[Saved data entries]
BEGIN

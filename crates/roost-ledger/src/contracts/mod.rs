//! Contract handlers
//!
//! Each handler is a pure transition: it decodes the account's state cell,
//! applies one inbound message and returns the new state cell plus any
//! outbound messages. The chain commits the whole effect or none of it.

pub mod collection;
pub mod counter;
pub mod item;

use crate::{Address, ContractKind, ExecError, Message};
use roost_cell::Cell;

/// Balance floor a contract keeps when paying out
pub const MIN_RESERVE: u128 = 10_000_000;

/// Execution context of one message delivery
pub(crate) struct ExecCtx<'a> {
    /// The account being executed
    pub addr: Address,
    /// The inbound message
    pub msg: &'a Message,
    /// Account balance including the inbound value
    pub balance: u128,
}

/// Result of one successful contract execution
pub(crate) struct Effect {
    pub state: Cell,
    pub outbound: Vec<Message>,
}

impl Effect {
    /// Accept the message without changing state or sending anything
    pub fn keep(state: Cell) -> Self {
        Self {
            state,
            outbound: Vec::new(),
        }
    }
}

/// Dispatch one message to the handler for the account kind
///
/// Bodies too short to carry an operation code are plain value transfers
/// and are accepted by every contract.
pub(crate) fn execute(
    kind: ContractKind,
    state: &Cell,
    ctx: &ExecCtx<'_>,
) -> Result<Effect, ExecError> {
    if ctx.msg.body.bit_len() < 32 {
        return Ok(Effect::keep(state.clone()));
    }
    match kind {
        ContractKind::Wallet => Ok(Effect::keep(state.clone())),
        ContractKind::Counter => counter::execute(state, ctx),
        ContractKind::Collection => collection::execute(state, ctx),
        ContractKind::Item => item::execute(state, ctx),
    }
}
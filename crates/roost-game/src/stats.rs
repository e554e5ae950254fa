//! Per-item stat record and its transitions
//!
//! Experience converts to allocation points; points are spent permanently on
//! stats through upgrades. Health and energy pools move in battle and are
//! restored by consumables. The wire layout is nine 16-bit fields in a fixed
//! order.

use crate::{GameError, Result};
use roost_cell::{Cell, CellBuilder, CellError, CellSlice};
use serde::{Deserialize, Serialize};

/// Experience floor; points accrue only above this
pub const BASE_EXP: u16 = 10;

/// Experience every freshly minted item starts with
pub const MINT_EXP: u16 = 100;

/// Base value of atk/def/spd before class boosts and allocation
pub const BASE_STAT: u16 = 1;

/// Base health pool at mint
pub const BASE_MAX_HP: u16 = 100;

/// Base energy pool at mint
pub const BASE_MAX_ENERGY: u16 = 100;

/// Allocation points earned from accumulated experience
pub fn points_from_exp(exp: u16) -> u16 {
    (3 * exp.saturating_sub(BASE_EXP) as u32 / 50) as u16
}

/// Requested stat deltas for one upgrade
#[derive(Debug, Clone, Copy, Default, PartialEq, Eq, Serialize, Deserialize)]
pub struct UpgradeRequest {
    pub atk: u16,
    pub def: u16,
    pub spd: u16,
    pub max_hp: u16,
    pub max_energy: u16,
}

impl UpgradeRequest {
    /// Total points this request spends
    pub fn total(&self) -> u32 {
        self.atk as u32
            + self.def as u32
            + self.spd as u32
            + self.max_hp as u32
            + self.max_energy as u32
    }
}

/// The persistent stat block of one item
///
/// Field order matches the wire layout: hp, energy, exp, allocated, atk,
/// def, spd, max_hp, max_energy, each 16 bits.
#[derive(Debug, Clone, Copy, PartialEq, Eq, Serialize, Deserialize)]
pub struct ItemStats {
    pub hp: u16,
    pub energy: u16,
    pub exp: u16,
    pub allocated: u16,
    pub atk: u16,
    pub def: u16,
    pub spd: u16,
    pub max_hp: u16,
    pub max_energy: u16,
}

impl ItemStats {
    /// Stats of a freshly minted item of a class with the given permanent
    /// boosts; pools start full, nothing allocated
    pub fn minted(boost_atk: u16, boost_def: u16, boost_spd: u16) -> Self {
        Self {
            hp: BASE_MAX_HP,
            energy: BASE_MAX_ENERGY,
            exp: MINT_EXP,
            allocated: 0,
            atk: BASE_STAT + boost_atk,
            def: BASE_STAT + boost_def,
            spd: BASE_STAT + boost_spd,
            max_hp: BASE_MAX_HP,
            max_energy: BASE_MAX_ENERGY,
        }
    }

    /// Points earned but not yet spent
    pub fn unallocated(&self) -> u16 {
        points_from_exp(self.exp).saturating_sub(self.allocated)
    }

    /// An item with no hp is fainted: it can neither start nor receive
    /// battles until healed
    pub fn is_fainted(&self) -> bool {
        self.hp == 0
    }

    /// Spend allocation points on permanent stat increases
    ///
    /// Fails without touching the record when the request exceeds the
    /// unallocated budget.
    pub fn upgrade(&mut self, request: &UpgradeRequest) -> Result<()> {
        let requested = request.total();
        let available = self.unallocated();
        if requested > available as u32 {
            return Err(GameError::InsufficientPoints {
                requested: requested.min(u16::MAX as u32) as u16,
                available,
            });
        }
        self.atk += request.atk;
        self.def += request.def;
        self.spd += request.spd;
        self.max_hp += request.max_hp;
        self.max_energy += request.max_energy;
        self.allocated += requested as u16;
        Ok(())
    }

    /// Restore pools, clamped at their maxima
    pub fn heal(&mut self, hp: u16, energy: u16) {
        self.hp = self.hp.saturating_add(hp).min(self.max_hp);
        self.energy = self.energy.saturating_add(energy).min(self.max_energy);
    }

    /// Apply one battle leg to this side: damage and energy drain, plus the
    /// experience award when this side won
    pub fn apply_battle(&mut self, damage: u16, energy_cost: u16, won: bool, exp_award: u16) {
        self.hp = self.hp.saturating_sub(damage);
        self.energy = self.energy.saturating_sub(energy_cost);
        if won {
            self.exp = self.exp.saturating_add(exp_award);
        }
    }

    /// Append the nine-field wire layout
    pub fn store(&self, builder: &mut CellBuilder) -> std::result::Result<(), CellError> {
        for field in [
            self.hp,
            self.energy,
            self.exp,
            self.allocated,
            self.atk,
            self.def,
            self.spd,
            self.max_hp,
            self.max_energy,
        ] {
            builder.store_uint(field as u64, 16)?;
        }
        Ok(())
    }

    /// Read the nine-field wire layout
    pub fn load(slice: &mut CellSlice<'_>) -> std::result::Result<Self, CellError> {
        let mut fields = [0u16; 9];
        for field in &mut fields {
            *field = slice.load_uint(16)? as u16;
        }
        let [hp, energy, exp, allocated, atk, def, spd, max_hp, max_energy] = fields;
        Ok(Self {
            hp,
            energy,
            exp,
            allocated,
            atk,
            def,
            spd,
            max_hp,
            max_energy,
        })
    }

    /// Encode as a standalone stats cell
    pub fn to_cell(&self) -> std::result::Result<Cell, CellError> {
        let mut builder = CellBuilder::new();
        self.store(&mut builder)?;
        Ok(builder.build())
    }
}
//! Deterministic two-party battle resolution
//!
//! The resolver is a pure function of both sides' combat stats: every
//! replica computes the identical outcome from the same inputs. The formula
//! (a choice this implementation pins down and documents):
//!
//! - power = `2*atk + def + spd`; the side with strictly higher power wins,
//!   the defender wins ties
//! - the loser's hp drops to 0 (fainted)
//! - the winner takes `clamp(loser.atk * 12 / (winner.def + 4), 1, hp - 1)`
//!   damage, so its hp strictly decreases but stays positive
//! - both sides pay [`BATTLE_ENERGY_COST`] energy, floored at 0
//! - the winner gains [`WIN_EXP`] experience; the loser's is unchanged
//!
//! Nothing else moves: atk/def/spd, the pool maxima and the allocation
//! counter are untouched by battle.

use crate::ItemStats;
use serde::{Deserialize, Serialize};

/// Energy both sides spend per battle
pub const BATTLE_ENERGY_COST: u16 = 10;

/// Experience awarded to the winner
pub const WIN_EXP: u16 = 25;

/// One side's view of a battle: the live stats that feed the formula
#[derive(Debug, Clone, Copy, PartialEq, Eq, Serialize, Deserialize)]
pub struct Combatant {
    pub atk: u16,
    pub def: u16,
    pub spd: u16,
    pub hp: u16,
    pub energy: u16,
}

impl Combatant {
    fn power(&self) -> u32 {
        2 * self.atk as u32 + self.def as u32 + self.spd as u32
    }
}

impl From<&ItemStats> for Combatant {
    fn from(stats: &ItemStats) -> Self {
        Self {
            atk: stats.atk,
            def: stats.def,
            spd: stats.spd,
            hp: stats.hp,
            energy: stats.energy,
        }
    }
}

/// Resolved outcome of one battle
#[derive(Debug, Clone, Copy, PartialEq, Eq, Serialize, Deserialize)]
pub struct BattleOutcome {
    /// Whether the challenging side won
    pub challenger_won: bool,
    /// Damage the challenger takes
    pub damage_to_challenger: u16,
    /// Damage the defender takes
    pub damage_to_defender: u16,
    /// Energy both sides spend
    pub energy_cost: u16,
    /// Experience the winner gains
    pub exp_award: u16,
}

/// Damage the surviving side takes: scaled by the loser's attack, mitigated
/// by the winner's defense, always at least 1 and never lethal
fn winner_damage(winner: &Combatant, loser: &Combatant) -> u16 {
    if winner.hp <= 1 {
        return 0;
    }
    let raw = (loser.atk as u32 * 12) / (winner.def as u32 + 4);
    (raw.max(1) as u16).min(winner.hp - 1)
}

/// Resolve a battle between a challenger and a defender
///
/// Both inputs must be active (hp > 0); the caller gates fainted parties
/// before resolution.
pub fn resolve(challenger: &Combatant, defender: &Combatant) -> BattleOutcome {
    let challenger_won = challenger.power() > defender.power();
    let (winner, loser) = if challenger_won {
        (challenger, defender)
    } else {
        (defender, challenger)
    };

    let to_winner = winner_damage(winner, loser);
    let to_loser = loser.hp;
    let (damage_to_challenger, damage_to_defender) = if challenger_won {
        (to_winner, to_loser)
    } else {
        (to_loser, to_winner)
    };

    BattleOutcome {
        challenger_won,
        damage_to_challenger,
        damage_to_defender,
        energy_cost: BATTLE_ENERGY_COST,
        exp_award: WIN_EXP,
    }
}
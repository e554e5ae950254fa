//! The cell: bounded bit buffer plus up to four ordered child references
//!
//! Cells are the unit of persisted state and message bodies. Content wider
//! than one cell recurses into child cells (see [`crate::snake`] and
//! [`crate::dict`]).

use crate::CellSlice;
use serde::{Deserialize, Serialize};
use std::fmt;

/// Maximum data bits a single cell can carry
pub const MAX_BITS: usize = 1023;

/// Maximum child references a single cell can carry
pub const MAX_REFS: usize = 4;

/// A bounded bit buffer with ordered child references
///
/// Cells are immutable once built; construct them with
/// [`CellBuilder`](crate::CellBuilder) and read them with
/// [`CellSlice`](crate::CellSlice). Children are owned, so a cell is always
/// a finite tree.
#[derive(Debug, Clone, PartialEq, Eq, Default, Serialize, Deserialize)]
pub struct Cell {
    data: Vec<u8>,
    bit_len: usize,
    refs: Vec<Cell>,
}

impl Cell {
    /// The empty cell: no bits, no references
    pub fn empty() -> Self {
        Self::default()
    }

    pub(crate) fn from_parts(data: Vec<u8>, bit_len: usize, refs: Vec<Cell>) -> Self {
        debug_assert!(bit_len <= MAX_BITS);
        debug_assert!(refs.len() <= MAX_REFS);
        debug_assert_eq!(data.len(), bit_len.div_ceil(8));
        Self {
            data,
            bit_len,
            refs,
        }
    }

    /// Number of data bits
    pub fn bit_len(&self) -> usize {
        self.bit_len
    }

    /// Raw data bytes; the final byte is zero-padded below `bit_len`
    pub fn data(&self) -> &[u8] {
        &self.data
    }

    /// Child references in order
    pub fn refs(&self) -> &[Cell] {
        &self.refs
    }

    /// Child reference at `index`, if present
    pub fn reference(&self, index: usize) -> Option<&Cell> {
        self.refs.get(index)
    }

    /// Check for the empty cell
    pub fn is_empty(&self) -> bool {
        self.bit_len == 0 && self.refs.is_empty()
    }

    /// Read the bit at `index`
    ///
    /// Panics if `index >= bit_len`; callers go through [`CellSlice`] which
    /// checks bounds first.
    pub(crate) fn bit(&self, index: usize) -> bool {
        debug_assert!(index < self.bit_len);
        (self.data[index / 8] >> (7 - index % 8)) & 1 == 1
    }

    /// Open a read cursor over this cell
    pub fn begin_parse(&self) -> CellSlice<'_> {
        CellSlice::new(self)
    }
}

impl fmt::Display for Cell {
    fn fmt(&self, f: &mut fmt::Formatter<'_>) -> fmt::Result {
        write!(f, "cell{{{}b", self.bit_len)?;
        if !self.refs.is_empty() {
            write!(f, ", {} refs", self.refs.len())?;
        }
        write!(f, "}}")
    }
}

#[cfg(test)]
mod tests {
    use super::*;
    use crate::CellBuilder;

    #[test]
    fn test_empty_cell() {
        let cell = Cell::empty();
        assert!(cell.is_empty());
        assert_eq!(cell.bit_len(), 0);
        assert!(cell.refs().is_empty());
    }

    #[test]
    fn test_display() {
        let mut b = CellBuilder::new();
        b.store_uint(7, 16).unwrap();
        b.store_ref(Cell::empty()).unwrap();
        let cell = b.build();
        assert_eq!(format!("{}", cell), "cell{16b, 1 refs}");
    }

    #[test]
    fn test_bit_indexing() {
        let mut b = CellBuilder::new();
        b.store_uint(0b1010_0001, 8).unwrap();
        let cell = b.build();
        assert!(cell.bit(0));
        assert!(!cell.bit(1));
        assert!(cell.bit(2));
        assert!(cell.bit(7));
    }
}
//! The counter contract
//!
//! A small stateful contract: a 32-bit counter anyone can move, plus a coin
//! box only the owner can drain. It records the address that last touched
//! the counter.

use crate::contracts::{Effect, ExecCtx, MIN_RESERVE};
use crate::{ops, Address, ExecError, Message};
use roost_cell::{Cell, CellBuilder, CellError};
use serde::{Deserialize, Serialize};

/// Persistent counter state
#[derive(Debug, Clone, Copy, PartialEq, Eq, Serialize, Deserialize)]
pub struct CounterState {
    /// Distinguishes instances sharing the same owner
    pub id: u32,
    pub value: u32,
    /// Who last moved the counter
    pub last: Address,
    pub owner: Address,
}

impl CounterState {
    /// Fresh state with the counter at zero
    pub fn new(id: u32, owner: Address) -> Self {
        Self {
            id,
            value: 0,
            last: owner,
            owner,
        }
    }

    pub fn to_cell(&self) -> Result<Cell, CellError> {
        let mut b = CellBuilder::new();
        b.store_uint(self.id as u64, 32)?;
        b.store_uint(self.value as u64, 32)?;
        self.last.store(&mut b)?;
        self.owner.store(&mut b)?;
        Ok(b.build())
    }

    pub fn from_cell(cell: &Cell) -> Result<Self, CellError> {
        let mut s = cell.begin_parse();
        Ok(Self {
            id: s.load_uint(32)? as u32,
            value: s.load_uint(32)? as u32,
            last: Address::load(&mut s)?,
            owner: Address::load(&mut s)?,
        })
    }
}

// Counter bodies carry no query id: a bare 32-bit opcode, with withdraw
// appending the requested coin amount.
pub(crate) fn execute(state: &Cell, ctx: &ExecCtx<'_>) -> Result<Effect, ExecError> {
    let mut counter = CounterState::from_cell(state)?;
    let mut body = ctx.msg.body.begin_parse();
    let op = body.load_uint(32)? as u32;

    if op == ops::up() {
        counter.value = counter.value.saturating_add(1);
        counter.last = ctx.msg.src;
    } else if op == ops::down() {
        counter.value = counter.value.saturating_sub(1);
        counter.last = ctx.msg.src;
    } else if op == ops::reset() {
        if ctx.msg.src != counter.owner {
            return Err(ExecError::Unauthorized);
        }
        counter.value = 0;
        counter.last = ctx.msg.src;
    } else if op == ops::deposit() {
        // value already credited by the chain
    } else if op == ops::withdraw() {
        if ctx.msg.src != counter.owner {
            return Err(ExecError::Unauthorized);
        }
        let requested = body.load_coins()?;
        let payable = requested.min(ctx.balance.saturating_sub(MIN_RESERVE));
        return Ok(Effect {
            state: counter.to_cell()?,
            outbound: vec![Message::internal(
                ctx.addr,
                counter.owner,
                payable,
                Cell::empty(),
            )],
        });
    } else {
        return Err(ExecError::UnknownOp(op));
    }

    Ok(Effect::keep(counter.to_cell()?))
}

fn opcode_body(op: u32) -> Result<Cell, CellError> {
    let mut b = CellBuilder::new();
    b.store_uint(op as u64, 32)?;
    Ok(b.build())
}

/// Body of an `op::up` request
pub fn up_body() -> Result<Cell, CellError> {
    opcode_body(ops::up())
}

/// Body of an `op::down` request
pub fn down_body() -> Result<Cell, CellError> {
    opcode_body(ops::down())
}

/// Body of an `op::reset` request
pub fn reset_body() -> Result<Cell, CellError> {
    opcode_body(ops::reset())
}

/// Body of an `op::deposit` request
pub fn deposit_body() -> Result<Cell, CellError> {
    opcode_body(ops::deposit())
}

/// Body of an `op::withdraw` request
pub fn withdraw_body(amount: u128) -> Result<Cell, CellError> {
    let mut b = CellBuilder::new();
    b.store_uint(ops::withdraw() as u64, 32)?;
    b.store_coins(amount)?;
    Ok(b.build())
}

#[cfg(test)]
mod tests {
    use super::*;

    #[test]
    fn test_state_cell_roundtrip() {
        let state = CounterState {
            id: 7,
            value: 1234,
            last: Address::from_seed("mover"),
            owner: Address::from_seed("owner"),
        };
        let cell = state.to_cell().unwrap();
        assert_eq!(CounterState::from_cell(&cell).unwrap(), state);
    }

    #[test]
    fn test_body_wire_shapes() {
        // up/down/reset/deposit are a bare opcode, withdraw adds the amount
        let body = up_body().unwrap();
        assert_eq!(body.bit_len(), 32);
        assert_eq!(body.begin_parse().load_uint(32).unwrap() as u32, ops::up());

        let body = withdraw_body(5).unwrap();
        let mut s = body.begin_parse();
        assert_eq!(s.load_uint(32).unwrap() as u32, ops::withdraw());
        assert_eq!(s.load_coins().unwrap(), 5);
        assert_eq!(s.remaining_bits(), 0);
    }
}
//! Roost Game - deterministic game rules
//!
//! Pure rules with no ledger or messaging concerns: the per-item stat
//! record and its transitions (experience, allocation points, upgrades,
//! heals), the battle resolver, and the merged class/consumable price
//! table. Everything here is a pure function of its inputs so every
//! replica of the ledger reaches identical state.

mod battle;
mod error;
mod price;
mod stats;

pub use battle::{resolve, BattleOutcome, Combatant, BATTLE_ENERGY_COST, WIN_EXP};
pub use error::{GameError, Result};
pub use price::{
    ClassBoost, ItemHeal, PriceEntry, PriceRecord, PriceTable, CONSUMABLE_ID_MIN, NANO,
};
pub use stats::{
    points_from_exp, ItemStats, UpgradeRequest, BASE_EXP, BASE_MAX_ENERGY, BASE_MAX_HP, BASE_STAT,
    MINT_EXP,
};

END

*HOW TO COMPLETE THIS TASK*: All lines above from the one with "the inbound value" to the one with "only above this", inclusive, should be copied exactly, and no other lines.

*ANSWER TO THIS PROBLEM*:
    /// Account balance including the inbound value
    pub balance: u128,
}

/// Result of one successful contract execution
pub(crate) struct Effect {
    pub state: Cell,
    pub outbound: Vec<Message>,
}

impl Effect {
    /// Accept the message without changing state or sending anything
    pub fn keep(state: Cell) -> Self {
        Self {
            state,
            outbound: Vec::new(),
        }
    }
}

/// Dispatch one message to the handler for the account kind
///
/// Bodies too short to carry an operation code are plain value transfers
/// and are accepted by every contract.
pub(crate) fn execute(
    kind: ContractKind,
    state: &Cell,
    ctx: &ExecCtx<'_>,
) -> Result<Effect, ExecError> {
    if ctx.msg.body.bit_len() < 32 {
        return Ok(Effect::keep(state.clone()));
    }
    match kind {
        ContractKind::Wallet => Ok(Effect::keep(state.clone())),
        ContractKind::Counter => counter::execute(state, ctx),
        ContractKind::Collection => collection::execute(state, ctx),
        ContractKind::Item => item::execute(state, ctx),
    }
}
filename crates/roost-game/src/stats.rs
repository e554e5ae950254fa
//! Per-item stat record and its transitions
//!
//! Experience converts to allocation points; points are spent permanently on
//! stats through upgrades. Health and energy pools move in battle and are
//! restored by consumables. The wire layout is nine 16-bit fields in a fixed
//! order.

use crate::{GameError, Result};
use roost_cell::{Cell, CellBuilder, CellError, CellSlice};
use serde::{Deserialize, Serialize};

/// Experience floor; points accrue only above this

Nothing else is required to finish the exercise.